Directions:
Once you reach the line containing "variable is not", reproduce it and every later line exactly, through the end of the data.

------ Task data ------

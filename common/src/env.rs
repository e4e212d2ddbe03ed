use std::{fmt::Display, str::FromStr};

use crate::error::{KlError, KlResult};

/// Read and parse the environment variable `name`
/// # Errors
/// This function will return an error if the variable is not set or cannot be parsed into `T`
pub fn env_var<T>(name: &str) -> KlResult<T>
where
    T: FromStr,
    T::Err: Display,
{
    let value = std::env::var(name)?;
    value.parse().map_err(|error| {
        KlError::Generic(format!(
            "Environment variable '{name}' has an invalid value '{value}'. {error}"
        ))
    })
}

/// Read and parse the environment variable `name`, falling back to `default` when the variable is
/// not set
/// # Errors
/// This function will return an error if the variable is set but cannot be parsed into `T`
pub fn env_var_or<T>(name: &str, default: T) -> KlResult<T>
where
    T: FromStr,
    T::Err: Display,
{
    match std::env::var(name) {
        Ok(_) => env_var(name),
        Err(std::env::VarError::NotPresent) => Ok(default),
        Err(error) => Err(error.into()),
    }
}

#[cfg(test)]
mod test {
    use super::{env_var, env_var_or};

    #[test]
    fn env_var_or_should_use_default_when_missing() {
        let value: u16 = env_var_or("KLINIKA_COMMON_TEST_MISSING", 8000)
            .expect("Missing variable should fall back to default");
        assert_eq!(value, 8000);
    }

    #[test]
    fn env_var_should_fail_when_value_cannot_parse() {
        std::env::set_var("KLINIKA_COMMON_TEST_PORT", "not-a-port");
        let result = env_var::<u16>("KLINIKA_COMMON_TEST_PORT");
        assert!(result.is_err(), "Non numeric port should not parse");
    }
}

------

Reply to the exercise:
/// This function will return an error if the variable is not set or cannot be parsed into `T`
pub fn env_var<T>(name: &str) -> KlResult<T>
where
    T: FromStr,
    T::Err: Display,
{
    let value = std::env::var(name)?;
    value.parse().map_err(|error| {
        KlError::Generic(format!(
            "Environment variable '{name}' has an invalid value '{value}'. {error}"
        ))
    })
}

/// Read and parse the environment variable `name`, falling back to `default` when the variable is
/// not set
/// # Errors
/// This function will return an error if the variable is set but cannot be parsed into `T`
pub fn env_var_or<T>(name: &str, default: T) -> KlResult<T>
where
    T: FromStr,
    T::Err: Display,
{
    match std::env::var(name) {
        Ok(_) => env_var(name),
        Err(std::env::VarError::NotPresent) => Ok(default),
        Err(error) => Err(error.into()),
    }
}

#[cfg(test)]
mod test {
    use super::{env_var, env_var_or};

    #[test]
    fn env_var_or_should_use_default_when_missing() {
        let value: u16 = env_var_or("KLINIKA_COMMON_TEST_MISSING", 8000)
            .expect("Missing variable should fall back to default");
        assert_eq!(value, 8000);
    }

    #[test]
    fn env_var_should_fail_when_value_cannot_parse() {
        std::env::set_var("KLINIKA_COMMON_TEST_PORT", "not-a-port");
        let result = env_var::<u16>("KLINIKA_COMMON_TEST_PORT");
        assert!(result.is_err(), "Non numeric port should not parse");
    }
}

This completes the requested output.